Presented by: Leigh Donovan
Enabling strong and active social support networks for parents throughout their child’s cancer trajectory and end of life may facilitate ongoing connections with a family’s social network into their bereavement, reducing the sense of isolation parents so frequently describe following the death of their child.
This multi-site study assessed 1) the professional and social support utilized by parents throughout their child’s palliative and end of life care and their bereavement, and 2) barriers and gaps to accessing support at each of these time points.

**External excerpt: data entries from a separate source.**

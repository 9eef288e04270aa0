//! End-to-end runs against a scripted transport.

use std::sync::atomic::Ordering;
use std::sync::Arc;
use std::time::Duration;

use espn_client::testing::{profile_link, search_body, MockTransport};
use espn_client::{ClientConfig, EspnClient, RetryPolicy};
use fightledger_common::{DataLayout, DatasetKind, RunMode};
use fightledger_scout::{Scout, ScoutOptions};
use serde_json::json;

const ROSTER: [(&str, u32, &str); 3] = [
    ("Alpha", 1, "Xavier"),
    ("Bravo", 2, "Yusuf"),
    ("Charlie", 3, "Zane"),
];

fn stats_page(division: &str, opponent: &str) -> String {
    let portal = json!({
        "plyrHdr": {
            "ath": { "wghtclss": division, "stnc": "Southpaw" },
            "statsBlck": { "vals": [{ "name": "Wins-Losses-Draws", "val": "9-1-0" }] }
        }
    });
    let cells = [
        "Mar 1, 2025", opponent, "UFC 313", "W", "4/9", "20/50", "3/3", "40", "80", "27", "62",
        "13-18", "1", "15%", "74%", "11%",
    ];
    let row: String = cells.iter().map(|c| format!("<td>{c}</td>")).collect();
    format!(
        "<html><head><script>window.data={{\"prtlCmnApiRsp\":{portal}}};</script></head>\
         <body><div class=\"Table__Title\">striking</div>\
         <table><thead><tr><th>Date</th></tr></thead><tbody><tr>{row}</tr></tbody></table>\
         </body></html>"
    )
}

fn mock() -> MockTransport {
    let mut mock = MockTransport::new().route_ok("query=Unknown", r#"{"results": []}"#);
    for (name, id, opponent) in ROSTER {
        let slug = name.to_ascii_lowercase();
        mock = mock
            .route_ok(
                format!("query={name}"),
                search_body(name, "mma", &profile_link(id, &slug)),
            )
            .route_ok(format!("/stats/_/id/{id}/"), stats_page("Lightweight", opponent));
    }
    mock
}

fn scout(layout: &DataLayout, transport: Arc<MockTransport>, chunk_size: usize) -> Scout {
    let config = ClientConfig {
        requests_per_minute: 1000,
        worker_spacing: Duration::ZERO,
        retry: RetryPolicy {
            max_attempts: 2,
            base_delay: Duration::from_millis(10),
            max_delay: Duration::from_millis(10),
            jitter: Duration::ZERO,
        },
        ..ClientConfig::default()
    };
    let options = ScoutOptions {
        chunk_size,
        workers: 3,
        chunk_pause_min: Duration::ZERO,
        chunk_pause_max: Duration::ZERO,
        dry_run: false,
    };
    Scout::with_client(EspnClient::with_transport(config, transport), layout, options).unwrap()
}

fn names(list: &[&str]) -> Vec<String> {
    list.iter().map(|s| s.to_string()).collect()
}

fn workspace() -> (tempfile::TempDir, DataLayout) {
    let dir = tempfile::tempdir().unwrap();
    let layout = DataLayout::new(dir.path());
    layout.ensure().unwrap();
    (dir, layout)
}

#[tokio::test]
async fn unknown_fighter_fails_alone() {
    let (_dir, layout) = workspace();
    let transport = Arc::new(mock());
    let scout = scout(&layout, transport.clone(), 50);

    let summary = scout
        .run(&names(&["Alpha", "Unknown Person", "Bravo"]), RunMode::Full)
        .await;

    assert_eq!(summary.succeeded, 2);
    assert_eq!(summary.failed, 1);
    assert_eq!(summary.failing_entities, vec!["Unknown Person"]);
    assert_eq!(summary.documents_written, 2);
    assert_eq!(transport.count_matching("query=Unknown"), 1);

    let striking = summary
        .datasets
        .iter()
        .find(|r| r.kind == DatasetKind::Striking)
        .unwrap();
    assert_eq!(striking.rows_after, 2);
    assert!(striking.written);
}

#[tokio::test]
async fn chunk_order_does_not_change_datasets() {
    let (_a, first) = workspace();
    let (_b, second) = workspace();

    scout(&first, Arc::new(mock()), 1)
        .run(&names(&["Alpha", "Bravo", "Charlie"]), RunMode::Full)
        .await;
    scout(&second, Arc::new(mock()), 2)
        .run(&names(&["Charlie", "Alpha", "Bravo"]), RunMode::Full)
        .await;

    for kind in [DatasetKind::Profiles, DatasetKind::Striking] {
        let a = std::fs::read(first.dataset_path(kind)).unwrap();
        let b = std::fs::read(second.dataset_path(kind)).unwrap();
        assert_eq!(a, b, "{kind} differs between chunk orders");
    }
}

#[tokio::test]
async fn incremental_run_reuses_stored_documents() {
    let (_dir, layout) = workspace();
    scout(&layout, Arc::new(mock()), 50)
        .run(&names(&["Alpha", "Bravo"]), RunMode::Full)
        .await;
    let before = std::fs::read(layout.dataset_path(DatasetKind::Striking)).unwrap();

    let offline = Arc::new(MockTransport::new());
    let summary = scout(&layout, offline.clone(), 50)
        .run(&names(&["Alpha", "Bravo"]), RunMode::Incremental)
        .await;

    assert!(offline.requests().is_empty());
    assert_eq!((summary.succeeded, summary.cached, summary.failed), (2, 2, 0));
    assert!(summary.datasets.iter().all(|r| !r.written));
    assert_eq!(std::fs::read(layout.dataset_path(DatasetKind::Striking)).unwrap(), before);
}

#[tokio::test]
async fn full_refetch_of_same_page_is_unchanged() {
    let (_dir, layout) = workspace();
    scout(&layout, Arc::new(mock()), 50)
        .run(&names(&["Alpha"]), RunMode::Full)
        .await;

    let transport = Arc::new(mock());
    let summary = scout(&layout, transport.clone(), 50)
        .run(&names(&["Alpha"]), RunMode::Full)
        .await;

    assert_eq!(transport.requests().len(), 2);
    assert_eq!(summary.documents_written, 0);
    assert_eq!(summary.documents_unchanged, 1);
}

#[tokio::test]
async fn earlier_documents_stay_in_datasets() {
    let (_dir, layout) = workspace();
    scout(&layout, Arc::new(mock()), 50)
        .run(&names(&["Alpha"]), RunMode::Full)
        .await;

    let summary = scout(&layout, Arc::new(mock()), 50)
        .run(&names(&["Bravo"]), RunMode::Full)
        .await;

    let profiles = summary
        .datasets
        .iter()
        .find(|r| r.kind == DatasetKind::Profiles)
        .unwrap();
    assert_eq!((profiles.rows_before, profiles.rows_after), (1, 2));
}

#[tokio::test]
async fn page_without_profile_block_fails_entity_but_keeps_events() {
    let (_dir, layout) = workspace();
    let page = stats_page("Lightweight", "Xavier").replace("prtlCmnApiRsp", "somethingElse");
    let transport = Arc::new(
        MockTransport::new()
            .route_ok("query=Alpha", search_body("Alpha", "mma", &profile_link(1, "alpha")))
            .route_ok("/stats/_/id/1/", page),
    );

    let summary = scout(&layout, transport, 50)
        .run(&names(&["Alpha"]), RunMode::Full)
        .await;

    assert_eq!((summary.succeeded, summary.failed), (0, 1));
    assert_eq!(summary.failing_entities, vec!["Alpha"]);
    assert_eq!(summary.parse_failures, 1);
    assert!(summary.to_string().contains("Alpha"));
    let report = |kind: DatasetKind| summary.datasets.iter().find(|r| r.kind == kind).unwrap();
    assert_eq!(report(DatasetKind::Profiles).rows_after, 0);
    assert_eq!(report(DatasetKind::Striking).rows_after, 1);
}

#[tokio::test]
async fn accented_namesakes_are_fetched_separately() {
    let (_dir, layout) = workspace();
    let transport = Arc::new(
        MockTransport::new()
            .route_ok("query=Jos%C3%A9", search_body("José Aldo", "mma", &profile_link(11, "jose-aldo")))
            .route_ok("query=Jos%C3%A8", search_body("Josè Aldo", "mma", &profile_link(12, "jose-aldo")))
            .route_ok("/stats/_/id/11/", stats_page("Bantamweight", "Xavier"))
            .route_ok("/stats/_/id/12/", stats_page("Featherweight", "Yusuf")),
    );

    scout(&layout, transport.clone(), 50)
        .run(&names(&["José Aldo"]), RunMode::Full)
        .await;
    let summary = scout(&layout, transport.clone(), 50)
        .run(&names(&["Josè Aldo"]), RunMode::Incremental)
        .await;

    assert_eq!((summary.succeeded, summary.cached), (1, 0));
    assert_eq!(transport.count_matching("query=Jos%C3%A8"), 1);
    assert_eq!(summary.documents_written, 1);
    let profiles = summary
        .datasets
        .iter()
        .find(|r| r.kind == DatasetKind::Profiles)
        .unwrap();
    assert_eq!((profiles.rows_before, profiles.rows_after), (1, 2));
}

#[tokio::test]
async fn cancelled_run_skips_fetching() {
    let (_dir, layout) = workspace();
    let transport = Arc::new(mock());
    let scout = scout(&layout, transport.clone(), 1);
    scout.cancel_handle().store(true, Ordering::SeqCst);

    let summary = scout.run(&names(&["Alpha", "Bravo"]), RunMode::Full).await;

    assert!(summary.cancelled);
    assert_eq!(summary.succeeded + summary.failed, 0);
    assert!(transport.requests().is_empty());
    assert_eq!(summary.datasets.len(), 4);
}

#[tokio::test]
async fn dry_run_leaves_datasets_absent() {
    let (_dir, layout) = workspace();
    let config = ClientConfig {
        worker_spacing: Duration::ZERO,
        ..ClientConfig::default()
    };
    let options = ScoutOptions {
        dry_run: true,
        chunk_pause_min: Duration::ZERO,
        chunk_pause_max: Duration::ZERO,
        ..ScoutOptions::default()
    };
    let client = EspnClient::with_transport(config, Arc::new(mock()));
    let scout = Scout::with_client(client, &layout, options).unwrap();

    let summary = scout.run(&names(&["Alpha"]), RunMode::Full).await;

    assert_eq!(summary.documents_written, 1);
    assert!(summary.datasets.iter().all(|r| !r.written));
    assert!(!layout.dataset_path(DatasetKind::Striking).exists());
    assert!(scout.archive().exists("Alpha"));
}
//! Living datasets on disk. Each merge reads the current file, upserts the
//! batch by key, backs the old file up and replaces it atomically.

pub mod dataset;

use std::fmt;
use std::path::PathBuf;

use chrono::Utc;
use fightledger_common::{DataLayout, DatasetKind, LedgerRecord};
use tracing::info;

pub use dataset::{upsert, upsert_records, Dataset, UpsertOutcome};

use crate::error::LedgerError;

/// What one merge did to one dataset.
#[derive(Debug, Clone, PartialEq, Eq)]
pub struct DatasetReport {
    pub kind: DatasetKind,
    pub rows_before: usize,
    pub rows_after: usize,
    pub inserted: usize,
    pub updated: usize,
    pub written: bool,
    pub backup: Option<PathBuf>,
}

impl fmt::Display for DatasetReport {
    fn fmt(&self, f: &mut fmt::Formatter<'_>) -> fmt::Result {
        write!(
            f,
            "{:<26} {:>6} -> {:<6} (+{} new, {} updated){}",
            self.kind.file_name(),
            self.rows_before,
            self.rows_after,
            self.inserted,
            self.updated,
            if self.written { "" } else { " not written" }
        )
    }
}

pub struct Ledger {
    layout: DataLayout,
    dry_run: bool,
}

impl Ledger {
    pub fn new(layout: DataLayout) -> Self {
        Self {
            layout,
            dry_run: false,
        }
    }

    /// Merge without touching any file.
    pub fn dry_run(mut self, dry_run: bool) -> Self {
        self.dry_run = dry_run;
        self
    }

    pub fn load(&self, kind: DatasetKind) -> Result<Dataset, LedgerError> {
        Dataset::read(kind, &self.layout.dataset_path(kind))
    }

    /// Upsert `records` into their dataset and persist the result.
    ///
    /// Nothing is written when the batch changes nothing. Any error leaves
    /// the previous file in place.
    pub fn merge_records<R: LedgerRecord>(&self, records: &[R]) -> Result<DatasetReport, LedgerError> {
        let kind = R::DATASET;
        let existing = self.load(kind)?;
        let rows_before = existing.len();
        let outcome = upsert_records(existing, records);

        let mut report = DatasetReport {
            kind,
            rows_before,
            rows_after: outcome.dataset.len(),
            inserted: outcome.inserted,
            updated: outcome.updated,
            written: false,
            backup: None,
        };
        if !outcome.changed() || self.dry_run {
            info!(
                dataset = %kind,
                inserted = report.inserted,
                updated = report.updated,
                dry_run = self.dry_run,
                "Dataset not written"
            );
            return Ok(report);
        }

        report.backup = self.commit(&outcome.dataset)?;
        report.written = true;
        info!(
            dataset = %kind,
            rows_before,
            rows_after = report.rows_after,
            inserted = report.inserted,
            updated = report.updated,
            "Dataset updated"
        );
        Ok(report)
    }

    fn commit(&self, dataset: &Dataset) -> Result<Option<PathBuf>, LedgerError> {
        let path = self.layout.dataset_path(dataset.kind());
        let backup = if path.exists() {
            Some(self.backup(dataset.kind())?)
        } else {
            None
        };
        dataset.write_atomic(&path)?;
        Ok(backup)
    }

    /// Copy the current file, unmodified, into the backups directory.
    pub fn backup(&self, kind: DatasetKind) -> Result<PathBuf, LedgerError> {
        let source = self.layout.dataset_path(kind);
        let dir = self.layout.backups_dir();
        std::fs::create_dir_all(&dir).map_err(LedgerError::io(&dir))?;

        let stamp = Utc::now().format("%Y%m%d_%H%M%S");
        let mut target = dir.join(format!("{}_{stamp}.csv", kind.stem()));
        let mut n = 1;
        while target.exists() {
            target = dir.join(format!("{}_{stamp}_{n}.csv", kind.stem()));
            n += 1;
        }
        std::fs::copy(&source, &target).map_err(LedgerError::io(&source))?;
        info!(dataset = %kind, backup = %target.display(), "Backed up dataset");
        Ok(target)
    }

    /// Row count of every dataset; `None` when the file does not exist yet.
    pub fn row_counts(&self) -> Vec<(DatasetKind, Result<Option<usize>, LedgerError>)> {
        DatasetKind::ALL
            .into_iter()
            .map(|kind| {
                let count = if self.layout.dataset_path(kind).exists() {
                    self.load(kind).map(|d| Some(d.len()))
                } else {
                    Ok(None)
                };
                (kind, count)
            })
            .collect()
    }
}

Parents whose child had died from cancer (>6 months; < 10 years bereaved) were invited to complete a questionnaire and participate in a semi-structured telephone interview through four paediatric oncology facilities in Australia. One hundred and nineteen parents participated (34% interview opt in; 23% male, mean age 48 years, mean bereavement 5.6yrs, SD 3.0). Data were analyzed using SPSS22 and NVivo10.
Before their child’s death, 51% of parents indicated they would have liked more help than they received. Bereaved parents reported that their most helpful supports included: their partner/spouse (89%), friends/neighbors (92%), and other oncology and/or bereaved parents (57%). Empathic gestures (e.g. sympathy cards) were highly regarded (‘somewhat’/’very helpful’: 86%). ‘Needing to be strong for others’ was parents’ greatest barrier to accessing support before (‘often’/’always’: 80%), and following, the child’s death (‘often’/’always’78%).